While Lisa clearly has a creative eye, the unique skill set that she possesses in terms of being able to photograph babies and children is something that she honed at a young age. Growing up in Marseille, France, Lisa’s interest in photography commenced in middle school when her French teacher began holding a photography workshop during lunch breaks.

Lisa recalls, “I quickly discovered that I was a very lousy landscape photographer, however I was good at taking portraits of my friends and capturing true expressions and raw emotions. I was hooked.”

A few years later one of her teacher’s gave birth to a baby boy, a pivotal event that served as Lisa’s introduction to photographing babies and children.

She says, “I quickly became his favorite babysitter and practiced my new photography skills on this tiny model. It brought me so much joy that I quickly started photographing all the babies and kids in my environment. A passion was born… I never thought it would turn into a career, though.”

Those early years of shooting photos of Quentin, and the relationship she built with her first little model not only led Lisa to fall in love with photographing children, but it gave her the invaluable experience of practicing her craft in a natural environment.
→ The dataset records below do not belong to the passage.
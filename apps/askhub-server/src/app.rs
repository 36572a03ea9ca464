//! Wires the hub and its WebSocket server together.

use std::sync::Arc;

use askhub_hub::{HubServer, RelayHub, ServerConfig};

use crate::config::Config;

/// Runs the hub until Ctrl-C.
pub async fn run(config: Config) -> anyhow::Result<()> {
    let hub = RelayHub::new(config.hub_config());
    let server = HubServer::new(ServerConfig { port: config.port }, hub);

    let server_run = Arc::clone(&server);
    let mut serving = tokio::spawn(async move { server_run.run().await });

    tokio::select! {
        result = &mut serving => {
            // The accept loop only returns on its own when binding fails.
            result??;
            return Ok(());
        }
        _ = tokio::signal::ctrl_c() => {
            tracing::info!("SIGINT received, shutting down");
        }
    }

    server.shutdown();
    serving.await??;
    tracing::info!(
        participants = server.hub().registry().len().await,
        "server stopped"
    );
    Ok(())
}
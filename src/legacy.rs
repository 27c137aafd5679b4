//! legacy: одноразовый импорт старого плоского save-файла в sidecar-БД.
//!
//! Формат legacy: файл без заголовка, всё содержимое: образ RAM.
//!
//! Правила:
//! - sidecar уже существует => no-op (импорт был или БД создана иначе);
//! - legacy-файла нет => no-op;
//! - иначе: прочитать целиком, открыть/создать БД, вставить первым снапшотом;
//! - при сбое после создания БД: удалить её (и rollback journal), чтобы следующий mount
//!   повторил импорт с чистого листа.

use anyhow::{Context, Result};
use log::{info, warn};
use std::path::Path;

use crate::metrics::record_legacy_import;
use crate::snapshots::SnapshotDb;
use crate::util::{absolute, journal_path};

#[derive(Debug, Clone, Copy, PartialEq, Eq)]
pub enum LegacyImport {
    /// Sidecar already present.
    SidecarExists,
    /// No legacy file at save_path.
    NoLegacyFile,
    /// Imported N bytes as the first snapshot.
    Imported(usize),
}

pub fn import_legacy(save_path: &Path, db_path: &Path) -> Result<LegacyImport> {
    let save = absolute(save_path);
    let db = absolute(db_path);

    if db.exists() {
        return Ok(LegacyImport::SidecarExists);
    }
    if !save.is_file() {
        return Ok(LegacyImport::NoLegacyFile);
    }

    let data = std::fs::read(&save)
        .with_context(|| format!("legacy: failed to read legacy save {}", save.display()))?;

    let res = SnapshotDb::open(&db).and_then(|mut sdb| sdb.insert(&data));
    if let Err(e) = res {
        remove_partial(&db);
        return Err(e).with_context(|| {
            format!(
                "legacy: failed to import {} into {}",
                save.display(),
                db.display()
            )
        });
    }

    record_legacy_import();
    info!(
        "legacy: migrated legacy save {} -> {} ({} bytes)",
        save.display(),
        db.display(),
        data.len()
    );
    Ok(LegacyImport::Imported(data.len()))
}

fn remove_partial(db: &Path) {
    for p in [db.to_path_buf(), journal_path(db)] {
        if p.exists() {
            if let Err(e) = std::fs::remove_file(&p) {
                warn!("legacy: cannot remove partial {}: {}", p.display(), e);
            }
        }
    }
}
Not long after, Lisa was faced with the tragic passing of her mother, a loss that forever transformed the way she views photography.

An incredibly painful experience for someone of any age, but arguably more so for a 13 year old, Lisa was distraught to discover after her mother’s passing that there were no photos of them together, as her mom was always the one behind the camera.

“This painful gap made me realize that photography is so much more than a fun hobby, it’s also a powerful way to freeze time and preserve memories forever,” explains Lisa.

“Before I became an advertising photographer, my first call was to photograph families. I really wanted to make sure that all of the kids that crossed my path would have meaningful images of themselves with their moms and dads to cherish forever.”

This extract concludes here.